Among the lines below, how many have the word "installation"? The reply is that number alone.

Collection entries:
▼▼▼

/// Installs the engine the C entry points talk to.
///
/// Returns `Ok(false)` if a bridge was already in place; the first
/// installation wins. With the `native` feature the linked engine is installed
/// on first use when nothing else was.
pub fn install_engine(
    engine: Arc<dyn NativeEngine>,
    config: BridgeConfig,
) -> Result<bool, ConfigError> {
    let mut installed = false;
    BRIDGE.get_or_try_init(|| {
        installed = true;
        Bridge::new(engine, config)
    })?;
    debug!(
        name: "ffi.install_engine",
        target: "formbd-bridge-ffi",
        installed,
        "Engine installation requested"
    );
    Ok(installed)
}

fn bridge() -> Option<&'static Bridge> {
    #[cfg(feature = "native")]
    {
        BRIDGE
            .get_or_try_init(|| Bridge::linked(BridgeConfig::from_env()?))
            .map_err(|e| {
                warn!(
                    name: "ffi.bridge.unavailable",
                    target: "formbd-bridge-ffi",
                    error = %e,
                    "Could not configure the linked engine"
                );
            })
            .ok()
    }
    #[cfg(not(feature = "native"))]
    {
        BRIDGE.get()
    }
}

/// Status codes returned by FFI functions
///
/// Values 0..=11 are the engine's own codes and keep their numbering.
#[repr(C)]
#[derive(Debug, Clone, Copy, PartialEq, Eq)]
pub enum FormbdStatus {
    Ok = 0,
    InvalidArg = 1,
    NotFound = 2,
    PermissionDenied = 3,
    AlreadyExists = 4,
    ConstraintViolation = 5,
    TypeMismatch = 6,
    OutOfMemory = 7,
    IoError = 8,
    Corruption = 9,
    Conflict = 10,
    InternalError = 11,

    /// The cursor has no more documents. Not an error.
    Done = 100,
}

impl From<Status> for FormbdStatus {
    fn from(status: Status) -> Self {
        match status {
            Status::Ok => Self::Ok,
            Status::InvalidArg => Self::InvalidArg,
            Status::NotFound => Self::NotFound,
            Status::PermissionDenied => Self::PermissionDenied,
            Status::AlreadyExists => Self::AlreadyExists,
            Status::ConstraintViolation => Self::ConstraintViolation,
            Status::TypeMismatch => Self::TypeMismatch,
            Status::OutOfMemory => Self::OutOfMemory,
            Status::IoError => Self::IoError,
            Status::Corruption => Self::Corruption,
            Status::Conflict => Self::Conflict,
            Status::InternalError => Self::InternalError,
        }
    }
}

impl From<BridgeError> for FormbdStatus {
    fn from(error: BridgeError) -> Self {
        error.status().into()
    }
}

/// Trait for handles that support validation
///
/// Implementors are `#[repr(C)]` with the `u64` magic as their first field.
trait ValidatedHandle {
    const MAGIC: u64;

    fn set_magic(&mut self, magic: u64);
}

macro_rules! validated_handle {
    ($handle:ty, $magic:ident) => {
        impl ValidatedHandle for $handle {
            const MAGIC: u64 = $magic;

            fn set_magic(&mut self, magic: u64) {
                self.magic = magic;
            }
        }
    };
}

/// Opaque handle for an open database
#[repr(C)]
pub struct FormbdDatabase {
    magic: u64, // Must stay first: kinds are told apart by this field alone
    db: Arc<Database>,
}

/// Opaque handle for a transaction
#[repr(C)]
pub struct FormbdTransaction {
    magic: u64,
    txn: Arc<Transaction>,
}

/// Opaque handle for a result cursor
#[repr(C)]
pub struct FormbdCursor {
    magic: u64,
    cursor: Arc<Cursor>,
}

/// Opaque handle owning one result document
#[repr(C)]
pub struct FormbdDocument {
    magic: u64,
    data: Box<[u8]>,
}

validated_handle!(FormbdDatabase, DATABASE_MAGIC);
validated_handle!(FormbdTransaction, TRANSACTION_MAGIC);
validated_handle!(FormbdCursor, CURSOR_MAGIC);
validated_handle!(FormbdDocument, DOCUMENT_MAGIC);

/// Null, foreign-kind and freed handles are all `InvalidArg`.
unsafe fn validate_handle<'a, T: ValidatedHandle>(handle: *const T) -> Result<&'a T, FormbdStatus> {
    if handle.is_null() {
        return Err(FormbdStatus::InvalidArg);
    }
    // Read only the magic until the kind is known.
    let magic = unsafe { handle.cast::<u64>().read() };
    if magic != T::MAGIC {
        return Err(FormbdStatus::InvalidArg);
    }
    Ok(unsafe { &*handle })
}

/// Clears the magic number and drops the box. Invalid handles are ignored.
unsafe fn free_handle<T: ValidatedHandle>(handle: *mut T) {
    if unsafe { validate_handle(handle) }.is_err() {
        return;
    }
    if let Some(h) = unsafe { handle.as_mut() } {
        h.set_magic(0);
    }
    drop(unsafe { Box::from_raw(handle) });
}

/// Nulls `out` and returns it, or `InvalidArg` if there is nowhere to write.
unsafe fn prepare_out<T>(out: *mut *mut T) -> Result<*mut *mut T, FormbdStatus> {
    if out.is_null() {
        return Err(FormbdStatus::InvalidArg);
    }
    unsafe { *out = ptr::null_mut() };
    Ok(out)
}

unsafe fn publish<T>(out: *mut *mut T, value: T) {
    unsafe { *out = Box::into_raw(Box::new(value)) };
}

/// Borrows a caller-provided byte range. Null is rejected even when `len` is 0.
unsafe fn borrow_bytes<'a>(data: *const c_char, len: u64) -> Result<&'a [u8], FormbdStatus> {
    if data.is_null() {
        return Err(FormbdStatus::InvalidArg);
    }
    let len = usize::try_from(len).map_err(|_| FormbdStatus::InvalidArg)?;
    Ok(unsafe { slice::from_raw_parts(data.cast::<u8>(), len) })
}

/// Runs an entry point, turning a panic into `InternalError`.
fn guard<F>(entry: F) -> FormbdStatus
where
    F: FnOnce(&'static Bridge) -> Result<FormbdStatus, FormbdStatus>,
{
    let outcome = panic::catch_unwind(AssertUnwindSafe(|| match bridge() {
        Some(bridge) => entry(bridge).unwrap_or_else(|status| status),
        None => FormbdStatus::InternalError,
    }));
    outcome.unwrap_or_else(|_| {
        warn!(
            name: "ffi.panic",
            target: "formbd-bridge-ffi",
            "Panic caught at the C boundary"
        );
        FormbdStatus::InternalError
    })
}

/// Initializes the engine.
#[no_mangle]
pub extern "C" fn formbd_init() -> FormbdStatus {
    guard(|bridge| Ok(bridge.init().into()))
}

/// Tears the engine down. Handles still held by the caller must not be used
/// afterwards except to free them.
#[no_mangle]
pub extern "C" fn formbd_cleanup() {
    guard(|bridge| {
        bridge.cleanup();
        Ok(FormbdStatus::Ok)
    });
}

/// Opens an existing database.
///
/// # Safety
/// - path must point to path_len readable bytes
/// - out_db must be a valid pointer; on success it receives a handle the caller must free with formbd_db_free
#[no_mangle]
pub unsafe extern "C" fn formbd_open(
    path: *const c_char,
    path_len: u64,
    out_db: *mut *mut FormbdDatabase,
) -> FormbdStatus {
    guard(|bridge| {
        let out_db = unsafe { prepare_out(out_db) }?;
        let path = unsafe { borrow_bytes(path, path_len) }?;
        let db = bridge.open(path)?;
        unsafe {
            publish(
                out_db,
                FormbdDatabase {
                    magic: DATABASE_MAGIC,
                    db,
                },
            )
        };
        Ok(FormbdStatus::Ok)
    })
}

/// Creates a database of block_count blocks.
///
/// # Safety
/// - path must point to path_len readable bytes
/// - out_db must be a valid pointer; on success it receives a handle the caller must free with formbd_db_free
#[no_mangle]
pub unsafe extern "C" fn formbd_create(
    path: *const c_char,
    path_len: u64,
    block_count: u64,
    out_db: *mut *mut FormbdDatabase,
) -> FormbdStatus {
    guard(|bridge| {
        let out_db = unsafe { prepare_out(out_db) }?;
        let path = unsafe { borrow_bytes(path, path_len) }?;
        let db = bridge.create(path, block_count)?;
        unsafe {
            publish(
                out_db,
                FormbdDatabase {
                    magic: DATABASE_MAGIC,
                    db,
                },
            )
        };
        Ok(FormbdStatus::Ok)
    })
}

/// Closes the database now. The handle must still be freed.
///
/// # Safety
/// - db must be a handle returned by formbd_open or formbd_create, or null
#[no_mangle]
pub unsafe extern "C" fn formbd_db_close(db: *mut FormbdDatabase) -> FormbdStatus {
    guard(|bridge| {
        let db = unsafe { validate_handle(db) }?;
        bridge.close(&db.db)?;
        Ok(FormbdStatus::Ok)
    })
}

/// Frees a database handle, closing the database if nothing else holds it.
///
/// # Safety
/// - db must be a handle returned by formbd_open or formbd_create, or null
/// - db must not be used after calling this function
#[no_mangle]
pub unsafe extern "C" fn formbd_db_free(db: *mut FormbdDatabase) {
    let _ = panic::catch_unwind(AssertUnwindSafe(|| unsafe { free_handle(db) }));
}

/// Begins a transaction.
///
/// # Safety
/// - db must be a handle returned by formbd_open or formbd_create
/// - out_txn must be a valid pointer; on success it receives a handle the caller must free with formbd_txn_free
#[no_mangle]
pub unsafe extern "C" fn formbd_txn_begin(
    db: *mut FormbdDatabase,
    out_txn: *mut *mut FormbdTransaction,
) -> FormbdStatus {
    guard(|bridge| {
        let out_txn = unsafe { prepare_out(out_txn) }?;
        let db = unsafe { validate_handle(db) }?;
        let txn = bridge.txn_begin(&db.db)?;
        unsafe {
            publish(
                out_txn,
                FormbdTransaction {
                    magic: TRANSACTION_MAGIC,
                    txn,
                },
            )
        };
        Ok(FormbdStatus::Ok)
    })
}

/// Commits a transaction.
///
/// # Safety
/// - txn must be a handle returned by formbd_txn_begin, or null
#[no_mangle]
pub unsafe extern "C" fn formbd_txn_commit(txn: *mut FormbdTransaction) -> FormbdStatus {
    guard(|bridge| {
        let txn = unsafe { validate_handle(txn) }?;
        bridge.txn_commit(&txn.txn)?;
        Ok(FormbdStatus::Ok)
    })
}

/// Rolls a transaction back.
///
/// # Safety
/// - txn must be a handle returned by formbd_txn_begin, or null
#[no_mangle]
pub unsafe extern "C" fn formbd_txn_rollback(txn: *mut FormbdTransaction) -> FormbdStatus {
    guard(|bridge| {
        let txn = unsafe { validate_handle(txn) }?;
        bridge.txn_rollback(&txn.txn)?;
        Ok(FormbdStatus::Ok)
    })
}

/// Frees a transaction handle. A transaction that was neither committed nor
/// rolled back is rolled back.
///
/// # Safety
/// - txn must be a handle returned by formbd_txn_begin, or null
/// - txn must not be used after calling this function
#[no_mangle]
pub unsafe extern "C" fn formbd_txn_free(txn: *mut FormbdTransaction) {
    let _ = panic::catch_unwind(AssertUnwindSafe(|| unsafe { free_handle(txn) }));
}

/// Runs a query.
///
/// # Safety
/// - db must be a handle returned by formbd_open or formbd_create
/// - query and provenance_json must point to query_len and provenance_len readable bytes
/// - out_cursor must be a valid pointer; on success it receives a handle the caller must free with formbd_cursor_free
#[no_mangle]
pub unsafe extern "C" fn formbd_query_execute(
    db: *mut FormbdDatabase,
    query: *const c_char,
    query_len: u64,
    provenance_json: *const c_char,
    provenance_len: u64,
    out_cursor: *mut *mut FormbdCursor,
) -> FormbdStatus {
    guard(|bridge| {
        let out_cursor = unsafe { prepare_out(out_cursor) }?;
        let db = unsafe { validate_handle(db) }?;
        let query = unsafe { borrow_bytes(query, query_len) }?;
        let provenance = unsafe { borrow_bytes(provenance_json, provenance_len) }?;
        let cursor = bridge.query_execute(&db.db, query, provenance)?;
        unsafe {
            publish(
                out_cursor,
                FormbdCursor {
                    magic: CURSOR_MAGIC,
                    cursor,
                },
            )
        };
        Ok(FormbdStatus::Ok)
    })
}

▲▲▲

## [ANSWER SPACE]
2